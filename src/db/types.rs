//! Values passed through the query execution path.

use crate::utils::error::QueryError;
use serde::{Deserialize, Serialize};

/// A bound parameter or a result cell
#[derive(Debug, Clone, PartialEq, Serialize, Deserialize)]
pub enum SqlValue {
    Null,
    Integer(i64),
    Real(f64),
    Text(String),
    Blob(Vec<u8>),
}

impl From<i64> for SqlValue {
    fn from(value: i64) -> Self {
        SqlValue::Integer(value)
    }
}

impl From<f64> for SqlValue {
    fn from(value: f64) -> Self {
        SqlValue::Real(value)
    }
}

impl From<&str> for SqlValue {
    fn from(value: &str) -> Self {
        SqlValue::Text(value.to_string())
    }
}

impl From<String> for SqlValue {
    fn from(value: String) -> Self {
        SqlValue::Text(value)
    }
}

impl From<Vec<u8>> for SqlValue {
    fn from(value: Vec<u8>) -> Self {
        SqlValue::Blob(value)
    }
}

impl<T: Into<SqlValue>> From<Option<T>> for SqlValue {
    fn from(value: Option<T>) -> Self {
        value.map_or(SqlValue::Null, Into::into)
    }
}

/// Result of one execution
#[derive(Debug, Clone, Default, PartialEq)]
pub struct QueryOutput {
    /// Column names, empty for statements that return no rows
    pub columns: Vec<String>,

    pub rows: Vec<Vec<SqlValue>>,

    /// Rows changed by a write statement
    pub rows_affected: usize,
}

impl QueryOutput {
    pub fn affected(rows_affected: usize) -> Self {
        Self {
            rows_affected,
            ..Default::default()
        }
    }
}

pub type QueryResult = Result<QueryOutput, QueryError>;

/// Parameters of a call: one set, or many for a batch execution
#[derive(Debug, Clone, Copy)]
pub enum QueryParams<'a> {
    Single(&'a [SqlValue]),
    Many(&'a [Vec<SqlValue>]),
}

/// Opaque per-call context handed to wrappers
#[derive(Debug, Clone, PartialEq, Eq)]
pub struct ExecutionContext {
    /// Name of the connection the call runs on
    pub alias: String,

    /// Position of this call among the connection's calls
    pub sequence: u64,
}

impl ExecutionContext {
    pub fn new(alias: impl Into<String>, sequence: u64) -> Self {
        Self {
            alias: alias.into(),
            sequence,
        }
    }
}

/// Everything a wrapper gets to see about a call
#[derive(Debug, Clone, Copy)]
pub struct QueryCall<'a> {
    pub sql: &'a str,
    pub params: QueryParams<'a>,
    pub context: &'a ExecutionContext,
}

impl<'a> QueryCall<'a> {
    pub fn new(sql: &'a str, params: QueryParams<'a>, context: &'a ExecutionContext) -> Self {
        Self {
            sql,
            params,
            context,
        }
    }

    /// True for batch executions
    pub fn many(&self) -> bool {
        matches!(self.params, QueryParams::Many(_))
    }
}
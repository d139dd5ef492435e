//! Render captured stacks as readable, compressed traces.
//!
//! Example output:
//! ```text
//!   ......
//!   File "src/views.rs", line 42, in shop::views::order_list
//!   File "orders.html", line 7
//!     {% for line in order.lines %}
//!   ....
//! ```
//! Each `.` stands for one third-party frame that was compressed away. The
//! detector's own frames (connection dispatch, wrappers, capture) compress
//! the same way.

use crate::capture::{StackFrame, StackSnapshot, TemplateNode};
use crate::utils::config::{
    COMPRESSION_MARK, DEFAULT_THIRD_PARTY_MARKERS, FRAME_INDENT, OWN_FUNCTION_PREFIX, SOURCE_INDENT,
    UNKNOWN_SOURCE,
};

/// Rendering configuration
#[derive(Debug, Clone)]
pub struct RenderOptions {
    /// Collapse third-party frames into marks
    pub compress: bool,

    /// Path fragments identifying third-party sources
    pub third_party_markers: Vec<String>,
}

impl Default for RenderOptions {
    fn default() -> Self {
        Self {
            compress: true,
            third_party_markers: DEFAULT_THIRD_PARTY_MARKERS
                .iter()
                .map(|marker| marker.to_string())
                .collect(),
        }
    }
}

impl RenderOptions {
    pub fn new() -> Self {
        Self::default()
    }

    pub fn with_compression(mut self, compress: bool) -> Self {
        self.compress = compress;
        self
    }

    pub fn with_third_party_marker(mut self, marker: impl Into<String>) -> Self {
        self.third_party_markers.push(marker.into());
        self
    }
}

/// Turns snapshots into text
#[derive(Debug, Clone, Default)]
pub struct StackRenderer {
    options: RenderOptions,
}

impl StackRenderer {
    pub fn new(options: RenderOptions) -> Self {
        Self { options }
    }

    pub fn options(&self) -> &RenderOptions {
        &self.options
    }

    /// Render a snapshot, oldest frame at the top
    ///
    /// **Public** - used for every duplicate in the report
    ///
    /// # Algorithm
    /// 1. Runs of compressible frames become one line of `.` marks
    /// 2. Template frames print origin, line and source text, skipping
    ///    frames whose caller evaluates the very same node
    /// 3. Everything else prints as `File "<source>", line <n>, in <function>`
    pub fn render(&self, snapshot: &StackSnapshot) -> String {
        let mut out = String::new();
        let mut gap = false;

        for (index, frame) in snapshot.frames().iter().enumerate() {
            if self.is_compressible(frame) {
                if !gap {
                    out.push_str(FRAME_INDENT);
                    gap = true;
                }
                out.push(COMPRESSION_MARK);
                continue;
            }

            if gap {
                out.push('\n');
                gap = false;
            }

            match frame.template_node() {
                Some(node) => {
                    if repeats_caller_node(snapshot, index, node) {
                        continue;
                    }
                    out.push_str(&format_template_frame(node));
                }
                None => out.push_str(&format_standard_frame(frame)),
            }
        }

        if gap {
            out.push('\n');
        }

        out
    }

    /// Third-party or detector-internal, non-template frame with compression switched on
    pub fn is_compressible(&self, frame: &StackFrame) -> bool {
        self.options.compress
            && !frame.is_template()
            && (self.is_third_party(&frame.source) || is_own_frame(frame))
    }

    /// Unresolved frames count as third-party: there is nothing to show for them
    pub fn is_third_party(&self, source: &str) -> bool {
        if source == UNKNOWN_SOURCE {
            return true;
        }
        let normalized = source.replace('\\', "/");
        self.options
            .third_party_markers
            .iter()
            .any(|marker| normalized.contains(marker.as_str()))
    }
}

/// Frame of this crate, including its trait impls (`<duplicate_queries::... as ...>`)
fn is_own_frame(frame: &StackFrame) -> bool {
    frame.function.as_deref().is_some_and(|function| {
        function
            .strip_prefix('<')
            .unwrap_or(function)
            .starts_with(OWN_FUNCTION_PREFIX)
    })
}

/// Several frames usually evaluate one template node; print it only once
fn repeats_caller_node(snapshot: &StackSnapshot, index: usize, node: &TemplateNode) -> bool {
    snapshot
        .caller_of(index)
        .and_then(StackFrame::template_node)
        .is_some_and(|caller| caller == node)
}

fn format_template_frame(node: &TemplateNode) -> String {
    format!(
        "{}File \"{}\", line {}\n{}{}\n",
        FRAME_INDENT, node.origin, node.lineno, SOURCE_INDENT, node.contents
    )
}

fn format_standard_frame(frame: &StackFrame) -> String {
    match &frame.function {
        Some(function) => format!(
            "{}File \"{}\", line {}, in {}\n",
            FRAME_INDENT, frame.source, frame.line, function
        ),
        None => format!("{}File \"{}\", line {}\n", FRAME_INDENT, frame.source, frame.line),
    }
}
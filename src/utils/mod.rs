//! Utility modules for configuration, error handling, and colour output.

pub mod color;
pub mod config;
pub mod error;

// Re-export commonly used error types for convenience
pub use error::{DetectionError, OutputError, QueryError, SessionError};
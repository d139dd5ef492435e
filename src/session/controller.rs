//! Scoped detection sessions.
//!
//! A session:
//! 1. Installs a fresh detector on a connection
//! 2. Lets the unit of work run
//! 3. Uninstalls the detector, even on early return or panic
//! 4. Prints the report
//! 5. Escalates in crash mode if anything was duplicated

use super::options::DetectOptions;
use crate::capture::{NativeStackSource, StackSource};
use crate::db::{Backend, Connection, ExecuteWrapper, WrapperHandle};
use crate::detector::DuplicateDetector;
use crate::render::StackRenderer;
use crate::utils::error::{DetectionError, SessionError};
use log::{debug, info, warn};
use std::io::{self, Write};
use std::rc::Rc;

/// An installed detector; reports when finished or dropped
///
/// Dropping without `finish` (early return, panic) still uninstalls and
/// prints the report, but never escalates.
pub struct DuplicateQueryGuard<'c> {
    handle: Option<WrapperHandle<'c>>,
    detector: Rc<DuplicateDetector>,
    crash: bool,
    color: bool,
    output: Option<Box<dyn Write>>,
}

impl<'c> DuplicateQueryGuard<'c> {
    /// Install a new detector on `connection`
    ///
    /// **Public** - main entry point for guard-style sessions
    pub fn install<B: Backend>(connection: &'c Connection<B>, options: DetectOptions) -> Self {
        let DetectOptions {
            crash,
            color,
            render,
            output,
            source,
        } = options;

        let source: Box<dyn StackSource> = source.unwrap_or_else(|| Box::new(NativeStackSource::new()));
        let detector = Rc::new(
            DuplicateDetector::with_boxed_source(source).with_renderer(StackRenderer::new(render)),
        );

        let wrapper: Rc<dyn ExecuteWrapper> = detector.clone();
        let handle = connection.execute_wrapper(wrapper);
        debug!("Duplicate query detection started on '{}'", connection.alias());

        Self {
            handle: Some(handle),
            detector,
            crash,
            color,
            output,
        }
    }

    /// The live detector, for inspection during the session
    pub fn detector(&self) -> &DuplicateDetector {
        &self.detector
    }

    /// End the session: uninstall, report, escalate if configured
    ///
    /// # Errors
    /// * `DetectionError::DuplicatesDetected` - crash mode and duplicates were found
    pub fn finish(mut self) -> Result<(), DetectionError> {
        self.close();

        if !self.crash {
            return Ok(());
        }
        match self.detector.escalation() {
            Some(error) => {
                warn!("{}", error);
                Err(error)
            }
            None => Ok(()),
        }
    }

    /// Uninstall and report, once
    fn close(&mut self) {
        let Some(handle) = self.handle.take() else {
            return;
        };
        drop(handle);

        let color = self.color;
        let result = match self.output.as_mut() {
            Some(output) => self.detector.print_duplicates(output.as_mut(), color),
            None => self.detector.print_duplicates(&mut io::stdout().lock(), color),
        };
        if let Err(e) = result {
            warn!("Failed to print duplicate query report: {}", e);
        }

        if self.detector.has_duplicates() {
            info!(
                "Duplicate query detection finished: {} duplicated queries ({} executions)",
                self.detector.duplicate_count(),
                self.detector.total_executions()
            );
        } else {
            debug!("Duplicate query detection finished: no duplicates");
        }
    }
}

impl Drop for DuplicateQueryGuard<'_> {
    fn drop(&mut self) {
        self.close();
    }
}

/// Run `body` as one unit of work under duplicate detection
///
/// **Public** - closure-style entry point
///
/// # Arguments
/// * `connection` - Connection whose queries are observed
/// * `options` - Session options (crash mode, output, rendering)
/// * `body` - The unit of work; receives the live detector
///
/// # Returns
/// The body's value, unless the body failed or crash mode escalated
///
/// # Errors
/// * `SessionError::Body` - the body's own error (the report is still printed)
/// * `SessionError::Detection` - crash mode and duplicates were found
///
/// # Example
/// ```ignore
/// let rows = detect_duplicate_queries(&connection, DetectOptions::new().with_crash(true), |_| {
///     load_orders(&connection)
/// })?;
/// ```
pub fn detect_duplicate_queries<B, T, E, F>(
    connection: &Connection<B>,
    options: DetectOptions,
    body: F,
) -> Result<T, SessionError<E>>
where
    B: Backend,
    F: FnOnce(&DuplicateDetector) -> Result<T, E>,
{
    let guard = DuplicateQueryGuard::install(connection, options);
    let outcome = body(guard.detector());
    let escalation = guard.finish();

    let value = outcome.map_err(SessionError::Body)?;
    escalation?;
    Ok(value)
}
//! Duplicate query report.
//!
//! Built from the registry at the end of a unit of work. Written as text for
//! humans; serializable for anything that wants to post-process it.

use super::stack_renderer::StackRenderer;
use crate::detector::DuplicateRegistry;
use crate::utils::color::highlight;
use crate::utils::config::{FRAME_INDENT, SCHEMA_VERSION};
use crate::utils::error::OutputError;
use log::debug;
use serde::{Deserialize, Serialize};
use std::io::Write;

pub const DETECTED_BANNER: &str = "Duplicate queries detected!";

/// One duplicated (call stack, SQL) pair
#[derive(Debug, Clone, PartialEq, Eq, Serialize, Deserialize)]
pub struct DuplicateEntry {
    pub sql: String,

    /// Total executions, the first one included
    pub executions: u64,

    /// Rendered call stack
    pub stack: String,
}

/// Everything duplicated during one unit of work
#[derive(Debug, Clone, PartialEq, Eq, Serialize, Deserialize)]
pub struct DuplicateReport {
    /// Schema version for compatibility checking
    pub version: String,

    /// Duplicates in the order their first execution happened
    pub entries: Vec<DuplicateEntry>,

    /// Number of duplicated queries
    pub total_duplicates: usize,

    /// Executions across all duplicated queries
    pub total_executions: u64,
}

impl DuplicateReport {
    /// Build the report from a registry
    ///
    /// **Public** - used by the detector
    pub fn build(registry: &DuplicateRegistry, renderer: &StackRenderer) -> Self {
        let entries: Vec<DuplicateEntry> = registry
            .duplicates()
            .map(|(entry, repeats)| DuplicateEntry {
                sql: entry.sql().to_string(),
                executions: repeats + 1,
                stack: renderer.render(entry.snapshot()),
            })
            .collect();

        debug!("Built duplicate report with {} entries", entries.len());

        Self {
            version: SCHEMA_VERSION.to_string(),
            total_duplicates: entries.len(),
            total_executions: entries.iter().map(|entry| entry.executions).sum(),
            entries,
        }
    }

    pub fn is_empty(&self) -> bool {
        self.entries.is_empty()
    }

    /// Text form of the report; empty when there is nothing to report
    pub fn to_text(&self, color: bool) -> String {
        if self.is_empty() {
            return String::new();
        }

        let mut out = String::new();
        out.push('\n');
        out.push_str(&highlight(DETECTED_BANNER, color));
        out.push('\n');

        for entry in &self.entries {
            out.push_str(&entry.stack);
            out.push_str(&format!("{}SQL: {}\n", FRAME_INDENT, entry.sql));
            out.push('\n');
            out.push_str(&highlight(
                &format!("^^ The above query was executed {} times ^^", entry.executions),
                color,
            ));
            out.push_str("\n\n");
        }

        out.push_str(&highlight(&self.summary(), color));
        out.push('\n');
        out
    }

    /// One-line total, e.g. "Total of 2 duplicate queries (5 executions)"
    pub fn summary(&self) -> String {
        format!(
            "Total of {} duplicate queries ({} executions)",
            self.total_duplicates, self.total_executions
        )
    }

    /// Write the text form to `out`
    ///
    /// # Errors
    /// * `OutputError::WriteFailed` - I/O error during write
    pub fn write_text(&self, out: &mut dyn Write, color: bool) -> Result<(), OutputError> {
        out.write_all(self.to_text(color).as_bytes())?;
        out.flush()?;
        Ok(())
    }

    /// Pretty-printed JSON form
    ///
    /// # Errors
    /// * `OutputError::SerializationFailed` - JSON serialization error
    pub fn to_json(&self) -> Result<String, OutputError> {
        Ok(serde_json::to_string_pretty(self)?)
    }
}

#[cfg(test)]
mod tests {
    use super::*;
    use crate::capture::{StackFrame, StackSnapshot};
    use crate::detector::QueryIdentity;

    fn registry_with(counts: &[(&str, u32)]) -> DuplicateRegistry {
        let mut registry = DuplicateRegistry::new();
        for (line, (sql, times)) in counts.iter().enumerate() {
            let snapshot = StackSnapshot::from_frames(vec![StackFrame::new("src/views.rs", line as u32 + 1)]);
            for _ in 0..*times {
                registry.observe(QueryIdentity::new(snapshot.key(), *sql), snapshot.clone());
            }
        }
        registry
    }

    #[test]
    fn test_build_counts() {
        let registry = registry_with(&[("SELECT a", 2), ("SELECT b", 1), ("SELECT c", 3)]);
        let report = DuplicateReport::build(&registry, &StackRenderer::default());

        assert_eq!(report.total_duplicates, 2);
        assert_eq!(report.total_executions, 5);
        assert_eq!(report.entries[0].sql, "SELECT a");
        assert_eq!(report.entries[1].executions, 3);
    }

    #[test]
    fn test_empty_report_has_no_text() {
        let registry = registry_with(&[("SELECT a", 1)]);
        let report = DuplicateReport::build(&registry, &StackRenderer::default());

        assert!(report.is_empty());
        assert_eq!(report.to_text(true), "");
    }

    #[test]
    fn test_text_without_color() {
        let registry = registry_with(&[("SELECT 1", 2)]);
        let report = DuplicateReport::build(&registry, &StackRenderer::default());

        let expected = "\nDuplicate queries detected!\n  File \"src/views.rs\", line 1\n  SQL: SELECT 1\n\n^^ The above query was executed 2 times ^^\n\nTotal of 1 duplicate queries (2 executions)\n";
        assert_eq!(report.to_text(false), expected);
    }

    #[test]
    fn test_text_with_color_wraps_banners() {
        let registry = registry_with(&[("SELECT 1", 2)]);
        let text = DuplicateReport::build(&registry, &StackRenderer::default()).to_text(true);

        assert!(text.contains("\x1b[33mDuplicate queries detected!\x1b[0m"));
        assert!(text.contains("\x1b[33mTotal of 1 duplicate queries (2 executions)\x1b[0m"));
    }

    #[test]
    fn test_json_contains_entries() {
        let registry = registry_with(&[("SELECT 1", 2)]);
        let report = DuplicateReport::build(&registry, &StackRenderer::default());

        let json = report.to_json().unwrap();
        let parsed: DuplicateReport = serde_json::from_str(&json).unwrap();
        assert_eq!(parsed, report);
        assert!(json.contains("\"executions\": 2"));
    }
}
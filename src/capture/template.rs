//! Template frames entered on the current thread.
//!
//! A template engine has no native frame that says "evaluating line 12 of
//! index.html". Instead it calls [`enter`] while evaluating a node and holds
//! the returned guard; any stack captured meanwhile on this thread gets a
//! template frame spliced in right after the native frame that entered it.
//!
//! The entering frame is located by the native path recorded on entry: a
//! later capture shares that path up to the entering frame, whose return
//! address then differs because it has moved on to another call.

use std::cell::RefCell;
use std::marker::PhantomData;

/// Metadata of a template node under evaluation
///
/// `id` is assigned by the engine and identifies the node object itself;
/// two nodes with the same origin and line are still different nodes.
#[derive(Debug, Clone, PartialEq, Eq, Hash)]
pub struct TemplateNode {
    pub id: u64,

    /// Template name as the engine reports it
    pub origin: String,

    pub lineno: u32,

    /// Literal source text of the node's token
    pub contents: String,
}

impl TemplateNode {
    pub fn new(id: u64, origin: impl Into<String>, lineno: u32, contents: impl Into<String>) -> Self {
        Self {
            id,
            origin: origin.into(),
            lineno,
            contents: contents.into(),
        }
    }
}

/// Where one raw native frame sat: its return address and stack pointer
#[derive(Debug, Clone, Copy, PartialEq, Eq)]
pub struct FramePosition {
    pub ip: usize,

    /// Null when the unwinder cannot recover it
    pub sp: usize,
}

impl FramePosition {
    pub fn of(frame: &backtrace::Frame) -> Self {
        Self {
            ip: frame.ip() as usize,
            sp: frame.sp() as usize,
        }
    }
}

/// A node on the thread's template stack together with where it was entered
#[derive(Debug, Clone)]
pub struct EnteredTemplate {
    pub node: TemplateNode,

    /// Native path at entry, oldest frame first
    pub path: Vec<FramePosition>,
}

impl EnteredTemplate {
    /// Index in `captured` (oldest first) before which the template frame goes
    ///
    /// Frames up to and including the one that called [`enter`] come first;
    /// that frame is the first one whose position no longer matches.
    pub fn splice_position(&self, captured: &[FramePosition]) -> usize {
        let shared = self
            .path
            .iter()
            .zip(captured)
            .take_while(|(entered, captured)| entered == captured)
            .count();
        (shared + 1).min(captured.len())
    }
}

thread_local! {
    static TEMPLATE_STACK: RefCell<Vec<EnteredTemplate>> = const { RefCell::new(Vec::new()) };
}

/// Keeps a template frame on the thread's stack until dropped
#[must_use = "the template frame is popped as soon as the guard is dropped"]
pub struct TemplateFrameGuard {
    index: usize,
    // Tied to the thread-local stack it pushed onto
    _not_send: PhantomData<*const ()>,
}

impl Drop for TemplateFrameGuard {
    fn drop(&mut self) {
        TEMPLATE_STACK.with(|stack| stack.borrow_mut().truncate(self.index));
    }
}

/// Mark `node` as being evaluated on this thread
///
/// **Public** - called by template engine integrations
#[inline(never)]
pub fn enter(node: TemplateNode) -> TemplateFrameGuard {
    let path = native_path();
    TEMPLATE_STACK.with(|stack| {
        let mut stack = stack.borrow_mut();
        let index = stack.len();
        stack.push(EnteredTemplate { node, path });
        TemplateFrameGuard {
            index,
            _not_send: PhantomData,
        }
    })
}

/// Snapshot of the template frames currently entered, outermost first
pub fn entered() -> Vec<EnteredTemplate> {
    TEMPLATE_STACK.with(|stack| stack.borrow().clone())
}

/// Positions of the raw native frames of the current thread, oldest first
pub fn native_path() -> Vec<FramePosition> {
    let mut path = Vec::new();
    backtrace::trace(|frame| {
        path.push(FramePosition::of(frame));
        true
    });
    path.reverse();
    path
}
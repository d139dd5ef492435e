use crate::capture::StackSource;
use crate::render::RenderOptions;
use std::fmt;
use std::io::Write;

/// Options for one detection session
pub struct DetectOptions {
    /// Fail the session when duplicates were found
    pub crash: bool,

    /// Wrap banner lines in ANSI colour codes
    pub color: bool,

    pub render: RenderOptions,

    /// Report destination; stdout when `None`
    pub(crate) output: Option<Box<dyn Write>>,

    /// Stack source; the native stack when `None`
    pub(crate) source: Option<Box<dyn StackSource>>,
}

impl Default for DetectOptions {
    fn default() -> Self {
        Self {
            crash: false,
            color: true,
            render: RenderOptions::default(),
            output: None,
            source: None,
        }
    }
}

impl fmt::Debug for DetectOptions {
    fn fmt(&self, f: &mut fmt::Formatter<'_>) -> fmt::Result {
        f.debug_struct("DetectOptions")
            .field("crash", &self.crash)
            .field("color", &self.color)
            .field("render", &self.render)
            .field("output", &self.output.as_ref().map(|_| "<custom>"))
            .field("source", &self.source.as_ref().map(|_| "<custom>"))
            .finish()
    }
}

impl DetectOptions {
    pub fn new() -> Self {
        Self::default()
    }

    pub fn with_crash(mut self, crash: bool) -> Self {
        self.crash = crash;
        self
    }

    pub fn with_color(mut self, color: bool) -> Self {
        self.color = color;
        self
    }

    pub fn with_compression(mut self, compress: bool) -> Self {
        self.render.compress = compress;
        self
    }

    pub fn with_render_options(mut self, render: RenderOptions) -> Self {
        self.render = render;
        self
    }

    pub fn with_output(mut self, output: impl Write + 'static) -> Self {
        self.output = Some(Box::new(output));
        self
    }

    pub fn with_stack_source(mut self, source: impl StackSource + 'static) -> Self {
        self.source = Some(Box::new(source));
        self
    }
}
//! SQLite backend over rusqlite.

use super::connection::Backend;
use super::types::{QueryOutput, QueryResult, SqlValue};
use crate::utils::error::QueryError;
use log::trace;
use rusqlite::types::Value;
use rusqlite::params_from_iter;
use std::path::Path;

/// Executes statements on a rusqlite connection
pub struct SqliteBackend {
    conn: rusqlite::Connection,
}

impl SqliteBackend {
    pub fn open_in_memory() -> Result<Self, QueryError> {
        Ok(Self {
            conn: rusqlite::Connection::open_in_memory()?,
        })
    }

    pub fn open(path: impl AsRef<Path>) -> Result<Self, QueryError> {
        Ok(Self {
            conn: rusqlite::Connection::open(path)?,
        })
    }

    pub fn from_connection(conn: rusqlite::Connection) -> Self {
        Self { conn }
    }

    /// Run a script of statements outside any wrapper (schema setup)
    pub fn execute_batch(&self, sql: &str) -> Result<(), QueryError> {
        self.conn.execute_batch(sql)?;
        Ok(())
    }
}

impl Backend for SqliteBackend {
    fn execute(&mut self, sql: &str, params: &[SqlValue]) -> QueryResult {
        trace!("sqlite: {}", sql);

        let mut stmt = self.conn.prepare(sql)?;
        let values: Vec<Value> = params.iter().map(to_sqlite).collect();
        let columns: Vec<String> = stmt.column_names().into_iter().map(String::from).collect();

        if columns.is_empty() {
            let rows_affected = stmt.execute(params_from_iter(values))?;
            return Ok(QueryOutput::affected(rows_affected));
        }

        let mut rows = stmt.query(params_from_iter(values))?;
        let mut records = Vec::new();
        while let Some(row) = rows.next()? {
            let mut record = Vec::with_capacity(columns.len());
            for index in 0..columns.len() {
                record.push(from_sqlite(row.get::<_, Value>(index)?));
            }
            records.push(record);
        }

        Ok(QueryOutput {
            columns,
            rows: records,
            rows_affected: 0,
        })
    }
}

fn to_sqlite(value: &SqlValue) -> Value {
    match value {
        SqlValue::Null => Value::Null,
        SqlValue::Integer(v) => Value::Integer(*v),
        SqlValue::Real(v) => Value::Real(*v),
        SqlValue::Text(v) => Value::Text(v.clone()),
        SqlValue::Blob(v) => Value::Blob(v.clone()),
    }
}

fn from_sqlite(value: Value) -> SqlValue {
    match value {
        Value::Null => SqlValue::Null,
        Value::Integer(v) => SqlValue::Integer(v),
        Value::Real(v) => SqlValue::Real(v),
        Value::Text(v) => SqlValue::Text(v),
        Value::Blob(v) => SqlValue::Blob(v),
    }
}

--------------------

__What you will do__
Throughout the data above, copy all lines where the word "work" is found.

__Solution for this problem__
//! 2. Lets the unit of work run
/// Run `body` as one unit of work under duplicate detection
/// * `body` - The unit of work; receives the live detector
//! Built from the registry at the end of a unit of work. Written as text for
/// Everything duplicated during one unit of work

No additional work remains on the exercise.